Look through the data below for the line with "if considered == 0" and the line with "let fanout_norm = (avg_fanout", then output those two and all lines in between, exactly as written.

══════════════════════════════

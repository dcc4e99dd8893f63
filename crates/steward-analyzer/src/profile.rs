//! Workload profiling — folds one cycle's observations into a profile.

use std::collections::HashMap;

use thiserror::Error;
use tracing::debug;

use steward_core::{ClusterMetrics, Decision, ProposalKind, Topology, WorkloadProfile};

/// CPU utilization the replica recommendation targets.
const TARGET_CPU_PERCENT: f64 = 60.0;

/// Errors from workload analysis.
#[derive(Debug, Error)]
pub enum AnalyzerError {
    /// Metrics or topology are empty; callers defer the cycle and retry
    /// on the next interval.
    #[error("insufficient data: {0}")]
    InsufficientData(&'static str),
}

/// Reduce metrics + topology + recent history into a `WorkloadProfile`.
///
/// Pure and deterministic. The history is used only to damp the replica
/// recommendation while a recent scale action is still settling.
pub fn analyze(
    metrics: &ClusterMetrics,
    topology: &Topology,
    history: &[Decision],
) -> Result<WorkloadProfile, AnalyzerError> {
    if metrics.is_empty() {
        return Err(AnalyzerError::InsufficientData("no metrics samples"));
    }
    if topology.is_empty() {
        return Err(AnalyzerError::InsufficientData("empty topology"));
    }

    let count = metrics.units.len() as f64;
    let avg_cpu = metrics.units.iter().map(|u| u.cpu_percent).sum::<f64>() / count;
    let avg_memory = metrics.units.iter().map(|u| u.memory_percent).sum::<f64>() / count;
    let avg_latency_ms = metrics.avg_latency_ms();
    let avg_error_rate = metrics.avg_error_rate();

    let affinity_inefficiency = affinity_inefficiency(topology);
    let cascade_risk = cascade_risk(avg_error_rate, avg_latency_ms, topology);

    let current_replicas = topology.pod_count() as u32;
    let max_replicas = topology.max_replicas();
    let recommended_replicas =
        recommend_replicas(current_replicas, max_replicas, avg_cpu, history);

    let scaling_headroom_percent = if max_replicas == 0 {
        0.0
    } else {
        current_replicas as f64 / max_replicas as f64 * 100.0
    };

    let profile = WorkloadProfile {
        avg_cpu,
        avg_memory,
        avg_latency_ms,
        avg_error_rate,
        affinity_inefficiency,
        cascade_risk,
        recommended_replicas,
        unit_count: metrics.units.len(),
        current_replicas,
        scaling_headroom_percent,
    };

    debug!(
        avg_cpu,
        avg_error_rate,
        cascade_risk,
        recommended = recommended_replicas,
        "workload profile computed"
    );

    Ok(profile)
}

/// Share of pods (of multi-replica services) running alone on their node,
/// as a percentage. Spread-out replicas cost cross-node traffic.
fn affinity_inefficiency(topology: &Topology) -> f64 {
    // (service, node) → pod count.
    let mut colocation: HashMap<(&str, &str), u32> = HashMap::new();
    for pod in &topology.pods {
        *colocation
            .entry((pod.service.as_str(), pod.node.as_str()))
            .or_insert(0) += 1;
    }

    let multi_replica: Vec<&str> = topology
        .services
        .iter()
        .filter(|s| s.replicas > 1)
        .map(|s| s.name.as_str())
        .collect();

    let mut considered = 0u32;
    let mut isolated = 0u32;
    for pod in &topology.pods {
        if !multi_replica.contains(&pod.service.as_str()) {
            continue;
        }
        considered += 1;
        if colocation[&(pod.service.as_str(), pod.node.as_str())] == 1 {
            isolated += 1;
        }
    }

    if considered == 0 {
        0.0
    } else {
        isolated as f64 / considered as f64 * 100.0
    }
}

/// Weighted blend of error rate, latency, and service fan-out (0–100).
fn cascade_risk(avg_error_rate: f64, avg_latency_ms: f64, topology: &Topology) -> f64 {
    let err_norm = (avg_error_rate * 10.0).min(100.0);
    let lat_norm = (avg_latency_ms / 10.0).min(100.0);

    let fanout: usize = topology.services.iter().map(|s| s.depends_on.len()).sum();
    let avg_fanout = fanout as f64 / topology.services.len() as f64;
    let fanout_norm = (avg_fanout * 25.0).min(100.0);

    (0.5 * err_norm + 0.3 * lat_norm + 0.2 * fanout_norm).clamp(0.0, 100.0)
}

/// Replica count that would bring average CPU to the target, clamped to
/// [1, max]. Holds at the current count while a recently executed scale
/// action is still settling, to avoid flapping.
fn recommend_replicas(current: u32, max: u32, avg_cpu: f64, history: &[Decision]) -> u32 {
    let settling = history.iter().rev().take(3).any(|d| {
        d.executed
            && matches!(
                d.proposal.as_ref().map(|p| p.kind),
                Some(ProposalKind::ScaleUp | ProposalKind::ScaleDown | ProposalKind::Optimize)
            )
    });
    if settling {
        return current;
    }

    let ideal = (current as f64 * avg_cpu / TARGET_CPU_PERCENT).ceil() as u32;
    ideal.clamp(1, max.max(1))
}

══════════════════════════════

§ **PROBLEM SOLUTION**:
    if considered == 0 {
        0.0
    } else {
        isolated as f64 / considered as f64 * 100.0
    }
}

/// Weighted blend of error rate, latency, and service fan-out (0–100).
fn cascade_risk(avg_error_rate: f64, avg_latency_ms: f64, topology: &Topology) -> f64 {
    let err_norm = (avg_error_rate * 10.0).min(100.0);
    let lat_norm = (avg_latency_ms / 10.0).min(100.0);

    let fanout: usize = topology.services.iter().map(|s| s.depends_on.len()).sum();
    let avg_fanout = fanout as f64 / topology.services.len() as f64;
    let fanout_norm = (avg_fanout * 25.0).min(100.0);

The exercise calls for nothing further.